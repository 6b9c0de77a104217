//! Motor-Kommando-Pipeline
//!
//! Basis-Kommando + aktiver Effekt → verändertes Kommando → zwei
//! Motor-Updates. Jedes Kommando armiert den Stopp-Watchdog neu.

use crate::game::GameEffect;
use crate::timer::OneShot;
use crate::types::{Direction, MotorCommand, MotorIndex, MotorUpdate};

/// Skalierung der Kommando-Dauer auf die Watchdog-Periode
///
/// Die Dauer wird mit 100 ms pro Einheit gerechnet, nicht mit 1000 ms.
pub const WATCHDOG_MS_PER_UNIT: u64 = 100;

/// Einstellbare Stärke der Spiel-Effekte
#[derive(Debug, Clone, Copy, PartialEq, Eq)]
#[cfg_attr(feature = "defmt", derive(defmt::Format))]
pub struct EffectTuning {
    /// Aufschlag bei SpeedUp (Prozentpunkte)
    pub increment: u8,
    /// Abzug bei SlowDown (Prozentpunkte)
    pub decrement: u8,
    pub spin_speed: u8,
    pub spin_duration_secs: u8,
}

impl Default for EffectTuning {
    fn default() -> Self {
        Self {
            increment: 10,
            decrement: 10,
            spin_speed: 60,
            spin_duration_secs: 10,
        }
    }
}

/// Wendet den aktiven Effekt auf ein Basis-Kommando an
pub fn apply_effect(effect: GameEffect, command: MotorCommand, tuning: &EffectTuning) -> MotorCommand {
    let mut out = command;

    match effect {
        GameEffect::SpinOut => {
            out.speed_a = tuning.spin_speed;
            out.dir_a = Direction::Backward;
            out.speed_b = tuning.spin_speed;
            out.dir_b = Direction::Forward;
            out.duration_secs = tuning.spin_duration_secs;
        }
        GameEffect::SpeedUp => {
            let limit = 100u8.saturating_sub(tuning.increment);
            if out.speed_a < limit && out.speed_b < limit {
                out.speed_a += tuning.increment;
                out.speed_b += tuning.increment;
            }
        }
        GameEffect::SlowDown => {
            if out.speed_a > tuning.decrement && out.speed_b > tuning.decrement {
                out.speed_a -= tuning.decrement;
                out.speed_b -= tuning.decrement;
            }
        }
        GameEffect::Off => {}
    }

    out
}

/// Watchdog-Periode für eine Kommando-Dauer
pub fn watchdog_period_ms(duration_secs: u8) -> u64 {
    u64::from(duration_secs) * WATCHDOG_MS_PER_UNIT
}

/// Stopp-Updates für beide Motoren
pub fn stop_updates() -> [MotorUpdate; 2] {
    MotorIndex::ALL.map(MotorUpdate::stop)
}

/// Pipeline-Zustand: Effekt-Stärke und Stopp-Watchdog
#[derive(Debug, Clone, Default)]
pub struct CommandPipeline {
    tuning: EffectTuning,
    watchdog: OneShot,
}

impl CommandPipeline {
    pub fn new(tuning: EffectTuning) -> Self {
        Self {
            tuning,
            watchdog: OneShot::new(),
        }
    }

    pub fn tuning(&self) -> &EffectTuning {
        &self.tuning
    }

    /// Verarbeitet ein Basis-Kommando und armiert den Watchdog neu
    ///
    /// Liefert das veränderte Kommando; `split()` ergibt die Queue-Einträge.
    pub fn submit(&mut self, effect: GameEffect, command: MotorCommand, now_ms: u64) -> MotorCommand {
        let applied = apply_effect(effect, command, &self.tuning);
        self.watchdog
            .arm(now_ms, watchdog_period_ms(applied.duration_secs));
        applied
    }

    /// Stopp-Updates, sobald der Watchdog abgelaufen ist
    pub fn poll_watchdog(&mut self, now_ms: u64) -> Option<[MotorUpdate; 2]> {
        if self.watchdog.poll(now_ms) {
            Some(stop_updates())
        } else {
            None
        }
    }

    pub fn watchdog_deadline(&self) -> Option<u64> {
        self.watchdog.deadline()
    }
}

#[cfg(test)]
mod tests {
    use super::*;

    fn forward(speed_a: u8, speed_b: u8, secs: u8) -> MotorCommand {
        MotorCommand::new(speed_a, Direction::Forward, speed_b, Direction::Forward, secs)
    }

    #[test]
    fn test_speed_up_near_limit_is_unchanged() {
        let tuning = EffectTuning::default();
        let cmd = forward(90, 90, 5);
        assert_eq!(apply_effect(GameEffect::SpeedUp, cmd, &tuning), cmd);
    }

    #[test]
    fn test_speed_up_adds_increment() {
        let tuning = EffectTuning::default();
        assert_eq!(
            apply_effect(GameEffect::SpeedUp, forward(50, 50, 5), &tuning),
            forward(60, 60, 5)
        );
    }

    #[test]
    fn test_speed_up_requires_both_below_limit() {
        let tuning = EffectTuning::default();
        let cmd = forward(50, 95, 5);
        assert_eq!(apply_effect(GameEffect::SpeedUp, cmd, &tuning), cmd);
    }

    #[test]
    fn test_slow_down() {
        let tuning = EffectTuning::default();
        assert_eq!(
            apply_effect(GameEffect::SlowDown, forward(50, 40, 5), &tuning),
            forward(40, 30, 5)
        );

        let slow = forward(10, 40, 5);
        assert_eq!(apply_effect(GameEffect::SlowDown, slow, &tuning), slow);
    }

    #[test]
    fn test_spin_out_overrides_command() {
        let tuning = EffectTuning::default();
        let out = apply_effect(GameEffect::SpinOut, forward(20, 20, 1), &tuning);
        assert_eq!(
            out,
            MotorCommand::new(60, Direction::Backward, 60, Direction::Forward, 10)
        );
    }

    #[test]
    fn test_off_is_identity() {
        let cmd = forward(33, 44, 2);
        assert_eq!(apply_effect(GameEffect::Off, cmd, &EffectTuning::default()), cmd);
    }

    #[test]
    fn test_watchdog_rearm_replaces_deadline() {
        let mut pipeline = CommandPipeline::default();
        pipeline.submit(GameEffect::Off, forward(50, 50, 5), 0);
        pipeline.submit(GameEffect::Off, forward(50, 50, 5), 400);

        assert_eq!(pipeline.watchdog_deadline(), Some(900));
        assert_eq!(pipeline.poll_watchdog(500), None);
        assert_eq!(pipeline.poll_watchdog(900), Some(stop_updates()));
        assert_eq!(pipeline.poll_watchdog(1_000), None);
    }

    #[test]
    fn test_stop_updates_zero_both_motors() {
        let [a, b] = stop_updates();
        assert_eq!(a, MotorUpdate::new(MotorIndex::A, 0, Direction::Forward));
        assert_eq!(b, MotorUpdate::new(MotorIndex::B, 0, Direction::Forward));
    }
}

****

When a line among the entries above contains "OneShot", copy it.

use crate::timer::OneShot;
    watchdog: OneShot,
            watchdog: OneShot::new(),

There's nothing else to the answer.